* **The problem**
When a line of the entries below contains "relations", it counts once; state how many such lines there are and nothing else.

Data listing Start Marker

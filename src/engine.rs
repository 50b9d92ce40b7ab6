//! The write-path façade. Every mutation follows the same script: commit to
//! the authoritative store first (the serialization point), then drive the
//! dispatcher. Nothing here rolls the commit back on projection trouble; the
//! receipt says which downstream stores caught up.

use crate::{
    dispatch::{ChangeOp, DispatchOutcome, SyncDispatcher},
    entity::{Entity, EntityDraft, EntityUpdate},
    errors::EntitySyncError,
    graphstore::{Direction, GraphStore, SqliteGraphStore},
    ledger::{self, LedgerEntry},
    relations::{self, RelationTriple, RelationType},
    search::{SearchIndex, SqliteSearchIndex},
    store::EntityStore,
};

/// The committed entity plus the fan-out result for that commit.
#[derive(Debug)]
pub struct SyncReceipt {
    pub entity: Entity,
    pub outcome: DispatchOutcome,
}

pub struct SyncEngine<S, G> {
    store: EntityStore,
    dispatcher: SyncDispatcher<S, G>,
}

impl SyncEngine<SqliteSearchIndex, SqliteGraphStore> {
    /// All three stores in memory; the usual test and embedding setup.
    pub fn in_memory() -> Result<Self, EntitySyncError> {
        let store = EntityStore::open_in_memory()?;
        let dispatcher = SyncDispatcher::new(
            SqliteSearchIndex::open_in_memory()?,
            SqliteGraphStore::open_in_memory()?,
        );
        Ok(Self::new(store, dispatcher))
    }
}

impl<S, G> SyncEngine<S, G>
where
    S: SearchIndex,
    G: GraphStore,
{
    pub fn new(store: EntityStore, dispatcher: SyncDispatcher<S, G>) -> Self {
        Self { store, dispatcher }
    }

    pub fn create_entity(&self, draft: &EntityDraft) -> Result<SyncReceipt, EntitySyncError> {
        let entity = self.store.insert_entity(draft)?;
        let outcome = self.dispatcher.dispatch(&self.store, &entity, &[], ChangeOp::Created);
        Ok(SyncReceipt { entity, outcome })
    }

    pub fn update_entity(
        &self,
        owner: &str,
        id: i64,
        update: &EntityUpdate,
    ) -> Result<SyncReceipt, EntitySyncError> {
        let current = self.store.get_entity(owner, id)?;
        if update.is_empty() {
            return Ok(SyncReceipt {
                entity: current,
                outcome: DispatchOutcome {
                    search_synced: true,
                    graph_synced: true,
                    ledger_synced: true,
                },
            });
        }
        // Interceptor snapshot: the tag set as of the last commit.
        let prior_tags = current.tags.clone();
        let entity = self.store.update_entity(&current, update)?;
        let outcome =
            self.dispatcher
                .dispatch(&self.store, &entity, &prior_tags, ChangeOp::Updated);
        Ok(SyncReceipt { entity, outcome })
    }

    /// Deletes the entity from all three stores and cascades its relations
    /// (mirrors included, since a mirror row touches the entity too).
    pub fn delete_entity(&self, owner: &str, id: i64) -> Result<DispatchOutcome, EntitySyncError> {
        let entity = self.store.get_entity(owner, id)?;
        let removed = relations::cascade(&self.store, id)?;
        for triple in &removed {
            self.dispatcher
                .retract_edge(triple.from_id, triple.to_id, triple.relation_type.as_str());
        }
        self.store.delete_entity_row(owner, id)?;
        let prior_tags = entity.tags.clone();
        Ok(self
            .dispatcher
            .dispatch(&self.store, &entity, &prior_tags, ChangeOp::Deleted))
    }

    /// Re-projects the current committed state of an entity. The ledger leg
    /// is a no-op (prior == new), so this repairs search/graph drift without
    /// disturbing counts.
    pub fn resync_entity(&self, owner: &str, id: i64) -> Result<DispatchOutcome, EntitySyncError> {
        let entity = self.store.get_entity(owner, id)?;
        let prior_tags = entity.tags.clone();
        Ok(self
            .dispatcher
            .dispatch(&self.store, &entity, &prior_tags, ChangeOp::Updated))
    }

    /// Creates the relation (and its mirror, for mirrored types) and projects
    /// the matching graph edges. Validation failures surface synchronously;
    /// edge-projection failures only log.
    pub fn create_relation(
        &self,
        owner: &str,
        from_id: i64,
        to_id: i64,
        relation_type: RelationType,
    ) -> Result<Vec<RelationTriple>, EntitySyncError> {
        let created = relations::create(&self.store, owner, from_id, to_id, relation_type)?;
        for triple in &created {
            self.dispatcher
                .project_edge(triple.from_id, triple.to_id, triple.relation_type.as_str());
        }
        Ok(created)
    }

    pub fn delete_relation(
        &self,
        owner: &str,
        from_id: i64,
        to_id: i64,
        relation_type: RelationType,
    ) -> Result<Vec<RelationTriple>, EntitySyncError> {
        // Owner scoping: a foreign or missing endpoint reads as not found.
        self.store.get_entity(owner, from_id)?;
        let removed = relations::delete(&self.store, from_id, to_id, relation_type)?;
        for triple in &removed {
            self.dispatcher
                .retract_edge(triple.from_id, triple.to_id, triple.relation_type.as_str());
        }
        Ok(removed)
    }

    pub fn get_entity(&self, owner: &str, id: i64) -> Result<Entity, EntitySyncError> {
        self.store.get_entity(owner, id)
    }

    pub fn tag_usage(&self, owner: &str, path: &str) -> Result<i64, EntitySyncError> {
        ledger::usage_count(&self.store, owner, path)
    }

    pub fn tag_entries(&self, owner: &str) -> Result<Vec<LedgerEntry>, EntitySyncError> {
        ledger::all_entries(&self.store, owner)
    }

    pub fn store(&self) -> &EntityStore {
        &self.store
    }

    pub fn dispatcher(&self) -> &SyncDispatcher<S, G> {
        &self.dispatcher
    }
}

impl<G> SyncEngine<SqliteSearchIndex, G>
where
    G: GraphStore,
{
    /// Owner-scoped full-text search over the projection.
    pub fn search(&self, owner: &str, query: &str) -> Result<Vec<i64>, EntitySyncError> {
        self.dispatcher.search_backend().search(owner, query)
    }
}

impl<S> SyncEngine<S, SqliteGraphStore>
where
    S: SearchIndex,
{
    /// Owner-scoped adjacency read from the graph projection.
    pub fn neighbors(
        &self,
        owner: &str,
        id: i64,
        direction: Direction,
    ) -> Result<Vec<i64>, EntitySyncError> {
        self.store.get_entity(owner, id)?;
        self.dispatcher.graph_backend().neighbors(id, direction)
    }
}
//! Post-commit synchronization dispatcher. Fired once per committed entity
//! write or delete, it fans the change out to the search index, the graph
//! store, and the tag ledger. The authoritative write has already happened:
//! projection failures are logged and reported in the outcome, never
//! propagated, so the caller's mutation stands. Every step is idempotent and
//! a partial outcome can be repaired by re-dispatching the same state.

use std::thread;
use std::time::Duration;

use rand::Rng;
use tracing::{debug, error, warn};

use crate::{
    entity::Entity,
    errors::EntitySyncError,
    graphstore::{GraphNode, GraphStore},
    ledger,
    search::{SearchDocument, SearchIndex},
    store::EntityStore,
};

#[derive(Clone, Copy, Debug, PartialEq, Eq)]
pub enum ChangeOp {
    Created,
    Updated,
    Deleted,
}

impl ChangeOp {
    pub fn as_str(&self) -> &'static str {
        match self {
            ChangeOp::Created => "created",
            ChangeOp::Updated => "updated",
            ChangeOp::Deleted => "deleted",
        }
    }
}

/// Bounded backoff for ledger writes. An unrecorded tag delta is a silent
/// invariant violation, so the ledger gets retries where the projections get
/// a log line.
#[derive(Clone, Debug)]
pub struct RetryPolicy {
    pub attempts: u32,
    pub base_delay: Duration,
    pub max_delay: Duration,
}

impl Default for RetryPolicy {
    fn default() -> Self {
        Self {
            attempts: 3,
            base_delay: Duration::from_millis(25),
            max_delay: Duration::from_millis(250),
        }
    }
}

impl RetryPolicy {
    fn delay_for(&self, attempt: u32) -> Duration {
        let exp = self.base_delay.saturating_mul(1u32 << attempt.min(16));
        let capped = exp.min(self.max_delay);
        let jitter = rand::thread_rng().gen_range(0..=capped.as_millis().max(1) as u64 / 2);
        capped + Duration::from_millis(jitter)
    }
}

/// Which downstream stores accepted the change. `ledger_synced == false`
/// after retries means the tag-count invariant is at risk for this entity
/// until the state is re-dispatched.
#[derive(Clone, Copy, Debug, Default, PartialEq, Eq)]
pub struct DispatchOutcome {
    pub search_synced: bool,
    pub graph_synced: bool,
    pub ledger_synced: bool,
}

impl DispatchOutcome {
    pub fn fully_synced(&self) -> bool {
        self.search_synced && self.graph_synced && self.ledger_synced
    }
}

pub struct SyncDispatcher<S, G> {
    search: S,
    graph: G,
    retry: RetryPolicy,
}

impl<S, G> SyncDispatcher<S, G>
where
    S: SearchIndex,
    G: GraphStore,
{
    pub fn new(search: S, graph: G) -> Self {
        Self {
            search,
            graph,
            retry: RetryPolicy::default(),
        }
    }

    pub fn with_retry(mut self, retry: RetryPolicy) -> Self {
        self.retry = retry;
        self
    }

    /// Fans one committed write out to all three downstream stores.
    /// `prior_tags` is the interceptor's pre-commit snapshot (empty for a
    /// create); `entity` carries the post-commit state (for a delete, the
    /// state that was just removed).
    pub fn dispatch(
        &self,
        store: &EntityStore,
        entity: &Entity,
        prior_tags: &[String],
        op: ChangeOp,
    ) -> DispatchOutcome {
        let mut outcome = DispatchOutcome::default();

        let search_result = match op {
            ChangeOp::Created | ChangeOp::Updated => self
                .search
                .upsert_document(&SearchDocument::from_entity(entity)),
            ChangeOp::Deleted => self.search.delete_document(entity.id),
        };
        match search_result {
            Ok(()) => outcome.search_synced = true,
            Err(err) => warn!(
                entity = entity.id,
                op = op.as_str(),
                %err,
                "search projection failed; entity left for re-sync"
            ),
        }

        let graph_result = match op {
            ChangeOp::Created | ChangeOp::Updated => {
                self.graph.upsert_node(&GraphNode::from_entity(entity))
            }
            ChangeOp::Deleted => self.graph.delete_node(entity.id),
        };
        match graph_result {
            Ok(()) => outcome.graph_synced = true,
            Err(err) => warn!(
                entity = entity.id,
                op = op.as_str(),
                %err,
                "graph projection failed; entity left for re-sync"
            ),
        }

        let new_tags: &[String] = match op {
            ChangeOp::Deleted => &[],
            _ => &entity.tags,
        };
        match self.adjust_ledger_with_retry(store, &entity.owner, prior_tags, new_tags) {
            Ok(()) => outcome.ledger_synced = true,
            Err(err) => error!(
                entity = entity.id,
                op = op.as_str(),
                %err,
                "tag ledger adjustment exhausted retries; counts are at risk"
            ),
        }

        debug!(
            entity = entity.id,
            op = op.as_str(),
            fully_synced = outcome.fully_synced(),
            "dispatch complete"
        );
        outcome
    }

    pub fn search_backend(&self) -> &S {
        &self.search
    }

    pub fn graph_backend(&self) -> &G {
        &self.graph
    }

    /// Projects one relation edge. Failures are logged, not propagated; the
    /// relation row is already committed.
    pub(crate) fn project_edge(&self, from_id: i64, to_id: i64, relation_type: &str) {
        if let Err(err) = self.graph.upsert_edge(from_id, to_id, relation_type) {
            warn!(from_id, to_id, relation_type, %err, "edge projection failed");
        }
    }

    pub(crate) fn retract_edge(&self, from_id: i64, to_id: i64, relation_type: &str) {
        if let Err(err) = self.graph.delete_edge(from_id, to_id, relation_type) {
            warn!(from_id, to_id, relation_type, %err, "edge retraction failed");
        }
    }

    fn adjust_ledger_with_retry(
        &self,
        store: &EntityStore,
        owner: &str,
        prior_tags: &[String],
        new_tags: &[String],
    ) -> Result<(), EntitySyncError> {
        let mut last_err = None;
        for attempt in 0..self.retry.attempts.max(1) {
            match ledger::adjust(store, owner, prior_tags, new_tags) {
                Ok(()) => return Ok(()),
                Err(err) => {
                    if attempt + 1 < self.retry.attempts.max(1) {
                        let delay = self.retry.delay_for(attempt);
                        warn!(attempt, delay_ms = delay.as_millis() as u64, %err,
                              "ledger adjustment failed; retrying");
                        thread::sleep(delay);
                    }
                    last_err = Some(err);
                }
            }
        }
        Err(last_err.unwrap_or_else(|| EntitySyncError::query("ledger retry loop ran dry")))
    }
}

Data listing End Marker

* **Task response**
5